## WORK REQUEST
Return every line of the data exactly as it stands.

___ MATERIAL PROVIDED

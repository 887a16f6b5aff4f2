use std::sync::Arc;

use chrono::Utc;
use configuration::Trading;
use core_types::{Order, OrderSide, OrderStatus, OrderType};
use database::LedgerStore;
use market_data::QuoteGateway;
use rust_decimal::Decimal;
use uuid::Uuid;

use crate::error::BrokerageError;
use crate::ledger::{self, PositionChange};

/// Simulated fill engine.
///
/// Fills an active order in full at a single price: the live quote for
/// market and stop orders, the limit price otherwise. The order, the
/// account balances and the position all move in one transaction, so a
/// failed quote or an exhausted balance leaves the ledger exactly as it
/// was.
pub struct ExecutionSimulator {
    store: Arc<dyn LedgerStore>,
    quotes: Arc<dyn QuoteGateway>,
    fee_rate: Decimal,
}

impl ExecutionSimulator {
    pub fn new(
        store: Arc<dyn LedgerStore>,
        quotes: Arc<dyn QuoteGateway>,
        trading: &Trading,
    ) -> Self {
        Self {
            store,
            quotes,
            fee_rate: trading.fee_rate,
        }
    }

    pub async fn execute_order(&self, order_id: Uuid) -> Result<Order, BrokerageError> {
        // --- 1. Peek at the order and fetch the quote outside the lock ---
        let peek = self.store.order(order_id).await?;
        if !peek.is_active() {
            return Err(BrokerageError::OrderNotActive(order_id, peek.status));
        }
        let quote = self.quotes.quote(&peek.symbol).await?;

        // --- 2. Lock the order and re-check its state ---
        let mut tx = self.store.begin().await?;
        let mut order = tx.order_for_update(order_id).await?;
        if !order.is_active() {
            return Err(BrokerageError::OrderNotActive(order_id, order.status));
        }
        let execution_price = execution_price(&order, quote.price)?;

        // --- 3. Apply the fill to account and position ---
        let account = tx.account_for_update(order.account_id).await?;
        let position = tx.position_for_update(order.account_id, &order.symbol).await?;
        let now = Utc::now();
        let effect = match order.side {
            OrderSide::Buy => ledger::buy_fill(
                &account,
                position.as_ref(),
                &order,
                execution_price,
                self.fee_rate,
                now,
            )?,
            OrderSide::Sell => ledger::sell_fill(
                &account,
                position.as_ref(),
                &order,
                execution_price,
                self.fee_rate,
                now,
            )?,
        };

        // --- 4. Persist everything atomically ---
        order.status = OrderStatus::Filled;
        order.filled_quantity = order.quantity;
        order.total_executed_value = effect.executed_value;
        order.fees = effect.fee;
        order.executed_at = Some(now);
        order.updated_at = now;
        tx.update_order(&order).await?;
        tx.update_account(&effect.account).await?;
        match effect.position {
            PositionChange::Upsert(position) => tx.upsert_position(&position).await?,
            PositionChange::Remove(position_id) => tx.delete_position(position_id).await?,
        }
        tx.commit().await?;

        tracing::info!(
            order_id = %order.id,
            account_id = %order.account_id,
            symbol = %order.symbol,
            side = %order.side,
            price = %execution_price,
            executed_value = %order.total_executed_value,
            fees = %order.fees,
            "order executed"
        );
        Ok(order)
    }
}

/// The single price a fill settles at. Market and stop orders take the
/// live quote; limit and stop-limit orders settle at their limit price.
fn execution_price(order: &Order, quote_price: Decimal) -> Result<Decimal, BrokerageError> {
    match order.order_type {
        OrderType::Market | OrderType::Stop => Ok(quote_price),
        OrderType::Limit | OrderType::StopLimit => order.limit_price.ok_or_else(|| {
            BrokerageError::InvalidOrder(format!(
                "order {} is a {} order without a limit price",
                order.id, order.order_type
            ))
        }),
    }
}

______

## EXPECTED OUTPUT
repository 887a16f6b5aff4f2
use std::sync::Arc;

use chrono::Utc;
use configuration::Trading;
use core_types::{Order, OrderSide, OrderStatus, OrderType};
use database::LedgerStore;
use market_data::QuoteGateway;
use rust_decimal::Decimal;
use uuid::Uuid;

use crate::error::BrokerageError;
use crate::ledger::{self, PositionChange};

/// Simulated fill engine.
///
/// Fills an active order in full at a single price: the live quote for
/// market and stop orders, the limit price otherwise. The order, the
/// account balances and the position all move in one transaction, so a
/// failed quote or an exhausted balance leaves the ledger exactly as it
/// was.
pub struct ExecutionSimulator {
    store: Arc<dyn LedgerStore>,
    quotes: Arc<dyn QuoteGateway>,
    fee_rate: Decimal,
}

impl ExecutionSimulator {
    pub fn new(
        store: Arc<dyn LedgerStore>,
        quotes: Arc<dyn QuoteGateway>,
        trading: &Trading,
    ) -> Self {
        Self {
            store,
            quotes,
            fee_rate: trading.fee_rate,
        }
    }

    pub async fn execute_order(&self, order_id: Uuid) -> Result<Order, BrokerageError> {
        // --- 1. Peek at the order and fetch the quote outside the lock ---
        let peek = self.store.order(order_id).await?;
        if !peek.is_active() {
            return Err(BrokerageError::OrderNotActive(order_id, peek.status));
        }
        let quote = self.quotes.quote(&peek.symbol).await?;

        // --- 2. Lock the order and re-check its state ---
        let mut tx = self.store.begin().await?;
        let mut order = tx.order_for_update(order_id).await?;
        if !order.is_active() {
            return Err(BrokerageError::OrderNotActive(order_id, order.status));
        }
        let execution_price = execution_price(&order, quote.price)?;

        // --- 3. Apply the fill to account and position ---
        let account = tx.account_for_update(order.account_id).await?;
        let position = tx.position_for_update(order.account_id, &order.symbol).await?;
        let now = Utc::now();
        let effect = match order.side {
            OrderSide::Buy => ledger::buy_fill(
                &account,
                position.as_ref(),
                &order,
                execution_price,
                self.fee_rate,
                now,
            )?,
            OrderSide::Sell => ledger::sell_fill(
                &account,
                position.as_ref(),
                &order,
                execution_price,
                self.fee_rate,
                now,
            )?,
        };

        // --- 4. Persist everything atomically ---
        order.status = OrderStatus::Filled;
        order.filled_quantity = order.quantity;
        order.total_executed_value = effect.executed_value;
        order.fees = effect.fee;
        order.executed_at = Some(now);
        order.updated_at = now;
        tx.update_order(&order).await?;
        tx.update_account(&effect.account).await?;
        match effect.position {
            PositionChange::Upsert(position) => tx.upsert_position(&position).await?,
            PositionChange::Remove(position_id) => tx.delete_position(position_id).await?,
        }
        tx.commit().await?;

        tracing::info!(
            order_id = %order.id,
            account_id = %order.account_id,
            symbol = %order.symbol,
            side = %order.side,
            price = %execution_price,
            executed_value = %order.total_executed_value,
            fees = %order.fees,
            "order executed"
        );
        Ok(order)
    }
}

/// The single price a fill settles at. Market and stop orders take the
/// live quote; limit and stop-limit orders settle at their limit price.
fn execution_price(order: &Order, quote_price: Decimal) -> Result<Decimal, BrokerageError> {
    match order.order_type {
        OrderType::Market | OrderType::Stop => Ok(quote_price),
        OrderType::Limit | OrderType::StopLimit => order.limit_price.ok_or_else(|| {
            BrokerageError::InvalidOrder(format!(
                "order {} is a {} order without a limit price",
                order.id, order.order_type
            ))
        }),
    }
}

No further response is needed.